=== Begin Enclosure ===
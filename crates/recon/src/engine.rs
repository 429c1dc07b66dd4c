use std::collections::{BTreeMap, BTreeSet, HashSet};

use serde::Serialize;

use crate::classify::{classify, ClassificationSummary, ReferenceSet, RowAssignment};
use crate::error::ReconError;
use crate::events::{EventLog, RunEvent};
use crate::mapper::{map_with_fallback, reserve_no_match_label, MappingOutcome};

// ---------------------------------------------------------------------------
// Input
// ---------------------------------------------------------------------------

/// Identifiers gathered from one reference source.
#[derive(Debug, Clone)]
pub struct ReferenceInput {
    /// Source name used for label matching (usually the file stem).
    pub name: String,
    pub priority: u32,
    pub members: BTreeSet<String>,
}

/// Pre-loaded snapshot of everything a run needs.
#[derive(Debug, Clone, Default)]
pub struct RunInput {
    /// Row → normalized, validated identifier from the main source.
    pub main: BTreeMap<u32, String>,
    /// Candidate labels of the status column, in list order.
    pub candidate_labels: Vec<String>,
    pub references: Vec<ReferenceInput>,
}

#[derive(Debug, Clone, Default)]
pub struct RunOptions {
    /// Source name → label. Never overridden by name matching.
    pub manual_mappings: BTreeMap<String, String>,
    pub fallback_label: Option<String>,
    pub expected_label_count: Option<usize>,
    /// Upgrade an expected-count disagreement from a warning to an error.
    pub strict_label_count: bool,
}

// ---------------------------------------------------------------------------
// Output
// ---------------------------------------------------------------------------

#[derive(Debug, Clone, Serialize)]
pub struct RunMeta {
    pub engine_version: String,
    pub run_at: String,
}

#[derive(Debug, Clone, Serialize)]
pub struct RunOutput {
    pub meta: RunMeta,
    pub candidate_labels: Vec<String>,
    pub mapping: MappingOutcome,
    pub fallback_label: String,
    pub summary: ClassificationSummary,
    pub assignment: RowAssignment,
    pub events: Vec<RunEvent>,
}

/// A failed run: the error plus every event emitted before it.
#[derive(Debug)]
pub struct RunFailure {
    pub error: ReconError,
    pub events: Vec<RunEvent>,
}

impl std::fmt::Display for RunFailure {
    fn fmt(&self, f: &mut std::fmt::Formatter<'_>) -> std::fmt::Result {
        write!(f, "{}", self.error)
    }
}

impl std::error::Error for RunFailure {
    fn source(&self) -> Option<&(dyn std::error::Error + 'static)> {
        Some(&self.error)
    }
}

// ---------------------------------------------------------------------------
// Run
// ---------------------------------------------------------------------------

/// Run one reconciliation pass: map sources to labels, pick the fallback,
/// classify every main row.
pub fn run(input: &RunInput, options: &RunOptions) -> Result<RunOutput, RunFailure> {
    let mut log = EventLog::new();
    match run_inner(input, options, &mut log) {
        Ok(mut output) => {
            output.events = log.into_events();
            Ok(output)
        }
        Err(error) => {
            log.error(error.to_string());
            Err(RunFailure { error, events: log.into_events() })
        }
    }
}

fn run_inner(input: &RunInput, options: &RunOptions, log: &mut EventLog) -> Result<RunOutput, ReconError> {
    let labels = dedupe_labels(&input.candidate_labels, log);
    if labels.is_empty() {
        return Err(ReconError::EmptyCandidateLabels);
    }
    log.info(format!("{} candidate label(s): {}", labels.len(), labels.join(", ")));

    if let Some(expected) = options.expected_label_count {
        if expected != labels.len() {
            if options.strict_label_count {
                return Err(ReconError::LabelCountMismatch { expected, found: labels.len() });
            }
            log.warn(format!("expected {expected} candidate label(s), found {}", labels.len()));
        }
    }

    if input.main.is_empty() {
        return Err(ReconError::NoIdentifiers);
    }
    log.info(format!("{} identifier(s) in main source", input.main.len()));

    let mut names = HashSet::new();
    for reference in &input.references {
        if !names.insert(reference.name.to_lowercase()) {
            return Err(ReconError::ConfigValidation(format!(
                "two reference sources share the name '{}'",
                reference.name
            )));
        }
        if reference.members.is_empty() {
            log.warn(format!("reference '{}' has no valid identifiers", reference.name));
        }
    }

    for (source, label) in &options.manual_mappings {
        if !labels.iter().any(|l| l.eq_ignore_ascii_case(label)) {
            log.warn(format!(
                "manual label '{label}' for '{source}' is not a candidate label"
            ));
        }
    }

    let reserved = reserve_fallback(&labels, options)?;
    let source_names: Vec<String> = input.references.iter().map(|r| r.name.clone()).collect();
    let (mapping, fallback) = map_with_fallback(
        &source_names,
        &labels,
        &options.manual_mappings,
        reserved.as_deref(),
    );
    for m in &mapping.mapped {
        log.info(format!("'{}' → '{}' ({})", m.source, m.label, m.method));
    }

    if !mapping.unmapped.is_empty() {
        match &fallback {
            Some(_) => {
                for source in &mapping.unmapped {
                    log.warn(format!("'{source}' matches no label; its identifiers are ignored"));
                }
            }
            None => {
                return Err(ReconError::UnresolvedMapping { sources: mapping.unmapped.clone() });
            }
        }
    }
    let fallback = fallback.ok_or(ReconError::UnresolvedMapping { sources: Vec::new() })?;
    log.info(format!("fallback label: '{fallback}'"));

    let reference_sets: Vec<ReferenceSet> = input
        .references
        .iter()
        .filter_map(|r| {
            let label = mapping.label_for(&r.name)?;
            Some(ReferenceSet::new(&r.name, r.priority, label, &r.members))
        })
        .collect();

    let assignment = classify(&input.main, &reference_sets, &fallback);
    let summary = ClassificationSummary::from_assignment(&assignment);
    log.info(format!(
        "classified {} row(s): {} matched, {} fallback",
        summary.total_rows, summary.matched_rows, summary.fallback_rows
    ));

    Ok(RunOutput {
        meta: RunMeta {
            engine_version: env!("CARGO_PKG_VERSION").into(),
            run_at: chrono::Utc::now().to_rfc3339(),
        },
        candidate_labels: labels,
        mapping,
        fallback_label: fallback,
        summary,
        assignment,
        events: Vec::new(),
    })
}

/// Trim labels, drop empties and case-insensitive duplicates, keep order.
fn dedupe_labels(labels: &[String], log: &mut EventLog) -> Vec<String> {
    let mut seen = HashSet::new();
    let mut out = Vec::new();
    for label in labels {
        let label = label.trim();
        if label.is_empty() {
            continue;
        }
        if seen.insert(label.to_lowercase()) {
            out.push(label.to_string());
        } else {
            log.warn(format!("duplicate candidate label '{label}' ignored"));
        }
    }
    out
}

/// The fallback label known before mapping: the configured one, or a
/// no-match label among the candidates.
fn reserve_fallback(labels: &[String], options: &RunOptions) -> Result<Option<String>, ReconError> {
    let Some(configured) = &options.fallback_label else {
        return Ok(reserve_no_match_label(labels, &options.manual_mappings));
    };

    let label = labels
        .iter()
        .find(|l| l.eq_ignore_ascii_case(configured.trim()))
        .ok_or_else(|| {
            ReconError::ConfigValidation(format!("fallback label '{configured}' is not a candidate label"))
        })?;
    if options
        .manual_mappings
        .values()
        .any(|m| m.trim().eq_ignore_ascii_case(label))
    {
        return Err(ReconError::ConfigValidation(format!(
            "fallback label '{label}' is also mapped manually to a reference source"
        )));
    }
    Ok(Some(label.clone()))
}

#[cfg(test)]
mod tests {
    use super::*;
    use crate::events::EventLevel;

    fn labels(items: &[&str]) -> Vec<String> {
        items.iter().map(|s| s.to_string()).collect()
    }

    fn reference(name: &str, priority: u32, members: &[&str]) -> ReferenceInput {
        ReferenceInput {
            name: name.into(),
            priority,
            members: members.iter().map(|s| s.to_string()).collect(),
        }
    }

    fn input() -> RunInput {
        RunInput {
            main: [(3, "12345678901234"), (4, "99999999999999")]
                .into_iter()
                .map(|(r, id)| (r, id.to_string()))
                .collect(),
            candidate_labels: labels(&["Received - Vendor A", "Received - Vendor B", "Missing"]),
            references: vec![
                reference("Vendor A", 1, &["12345678901234"]),
                reference("Vendor B", 2, &[]),
            ],
        }
    }

    #[test]
    fn end_to_end_assignment() {
        let out = run(&input(), &RunOptions::default()).unwrap();
        assert_eq!(out.fallback_label, "Missing");
        assert_eq!(out.assignment.label(3), Some("Received - Vendor A"));
        assert_eq!(out.assignment.label(4), Some("Missing"));
        assert_eq!(out.assignment.len(), 2);
        // Vendor B has no identifiers.
        assert!(out.events.iter().any(|e| e.level == EventLevel::Warning));
    }

    #[test]
    fn empty_labels_fail() {
        let mut i = input();
        i.candidate_labels = labels(&["", "  "]);
        let err = run(&i, &RunOptions::default()).unwrap_err();
        assert!(matches!(err.error, ReconError::EmptyCandidateLabels));
        assert_eq!(err.events.last().map(|e| e.level), Some(EventLevel::Error));
    }

    #[test]
    fn empty_main_fails() {
        let mut i = input();
        i.main.clear();
        let err = run(&i, &RunOptions::default()).unwrap_err();
        assert!(matches!(err.error, ReconError::NoIdentifiers));
    }

    #[test]
    fn label_count_warns_unless_strict() {
        let mut options = RunOptions { expected_label_count: Some(4), ..Default::default() };
        let out = run(&input(), &options).unwrap();
        assert!(out.events.iter().any(|e| e.message.contains("expected 4")));

        options.strict_label_count = true;
        let err = run(&input(), &options).unwrap_err();
        assert!(matches!(err.error, ReconError::LabelCountMismatch { expected: 4, found: 3 }));
    }

    #[test]
    fn duplicate_labels_are_collapsed() {
        let mut i = input();
        i.candidate_labels.push("missing".into());
        let out = run(&i, &RunOptions::default()).unwrap();
        assert_eq!(out.candidate_labels.len(), 3);
    }

    #[test]
    fn unmapped_source_without_fallback_is_fatal() {
        let i = RunInput {
            main: [(1, "12345678".to_string())].into_iter().collect(),
            candidate_labels: labels(&["Vendor A", "Open", "Pending"]),
            references: vec![reference("Vendor A", 1, &[]), reference("scan", 2, &[])],
        };
        let err = run(&i, &RunOptions::default()).unwrap_err();
        match err.error {
            ReconError::UnresolvedMapping { sources } => assert_eq!(sources, vec!["scan".to_string()]),
            other => panic!("unexpected error: {other}"),
        }
    }

    #[test]
    fn unmapped_source_with_fallback_is_skipped() {
        let mut i = input();
        i.references.push(reference("scan", 3, &["99999999999999"]));
        let out = run(&i, &RunOptions::default()).unwrap();
        assert_eq!(out.mapping.unmapped, vec!["scan".to_string()]);
        assert_eq!(out.assignment.label(4), Some("Missing"));
    }

    #[test]
    fn manual_mapping_and_configured_fallback() {
        let mut options = RunOptions {
            fallback_label: Some("missing".into()),
            ..Default::default()
        };
        options
            .manual_mappings
            .insert("Vendor A".into(), "Received - Vendor B".into());
        let mut i = input();
        i.references.truncate(1);
        let out = run(&i, &options).unwrap();
        assert_eq!(out.fallback_label, "Missing");
        assert_eq!(out.assignment.label(3), Some("Received - Vendor B"));
    }

    #[test]
    fn configured_fallback_cannot_be_a_manual_target() {
        let mut options = RunOptions {
            fallback_label: Some("Missing".into()),
            ..Default::default()
        };
        options.manual_mappings.insert("Vendor A".into(), "missing".into());
        let err = run(&input(), &options).unwrap_err();
        assert!(matches!(err.error, ReconError::ConfigValidation(_)));
    }

    fn acme_input() -> RunInput {
        RunInput {
            main: [(2, "12345678901234"), (3, "99999999999999")]
                .into_iter()
                .map(|(r, id)| (r, id.to_string()))
                .collect(),
            candidate_labels: labels(&["Missing", "Received - ACME2024"]),
            references: vec![reference("ACME2024 missing items", 1, &["12345678901234"])],
        }
    }

    #[test]
    fn inferred_no_match_label_is_not_given_to_a_source() {
        let out = run(&acme_input(), &RunOptions::default()).unwrap();
        assert_eq!(out.fallback_label, "Missing");
        assert_eq!(out.mapping.label_for("ACME2024 missing items"), Some("Received - ACME2024"));
        assert_eq!(out.assignment.label(2), Some("Received - ACME2024"));
        assert_eq!(out.assignment.label(3), Some("Missing"));
    }

    #[test]
    fn configured_fallback_is_held_out_of_mapping() {
        let options = RunOptions {
            fallback_label: Some("Missing".into()),
            ..Default::default()
        };
        let out = run(&acme_input(), &options).unwrap();
        assert_eq!(out.fallback_label, "Missing");
        assert_eq!(out.assignment.label(2), Some("Received - ACME2024"));
        assert_eq!(out.assignment.label(3), Some("Missing"));
    }

    #[test]
    fn configured_fallback_leaves_its_source_unmapped() {
        let options = RunOptions {
            fallback_label: Some("Received - Vendor A".into()),
            ..Default::default()
        };
        let out = run(&input(), &options).unwrap();
        assert_eq!(out.fallback_label, "Received - Vendor A");
        assert!(out.mapping.mapped.iter().all(|m| m.label != "Received - Vendor A"));
    }

    #[test]
    fn duplicate_source_names_are_rejected() {
        let mut i = input();
        i.references.push(reference("vendor a", 3, &[]));
        let err = run(&i, &RunOptions::default()).unwrap_err();
        assert!(matches!(err.error, ReconError::ConfigValidation(_)));
    }
}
=== End Enclosure ===
◆ **Assignment**: Beginning at the top of the data, please return every line until and including the line containing "one reference source.", copied exactly, and nothing past it.

◆ **Result below**:
filename crates/recon/src/engine.rs
repository 429c1dc07b66dd4c
use std::collections::{BTreeMap, BTreeSet, HashSet};

use serde::Serialize;

use crate::classify::{classify, ClassificationSummary, ReferenceSet, RowAssignment};
use crate::error::ReconError;
use crate::events::{EventLog, RunEvent};
use crate::mapper::{map_with_fallback, reserve_no_match_label, MappingOutcome};

// ---------------------------------------------------------------------------
// Input
// ---------------------------------------------------------------------------

/// Identifiers gathered from one reference source.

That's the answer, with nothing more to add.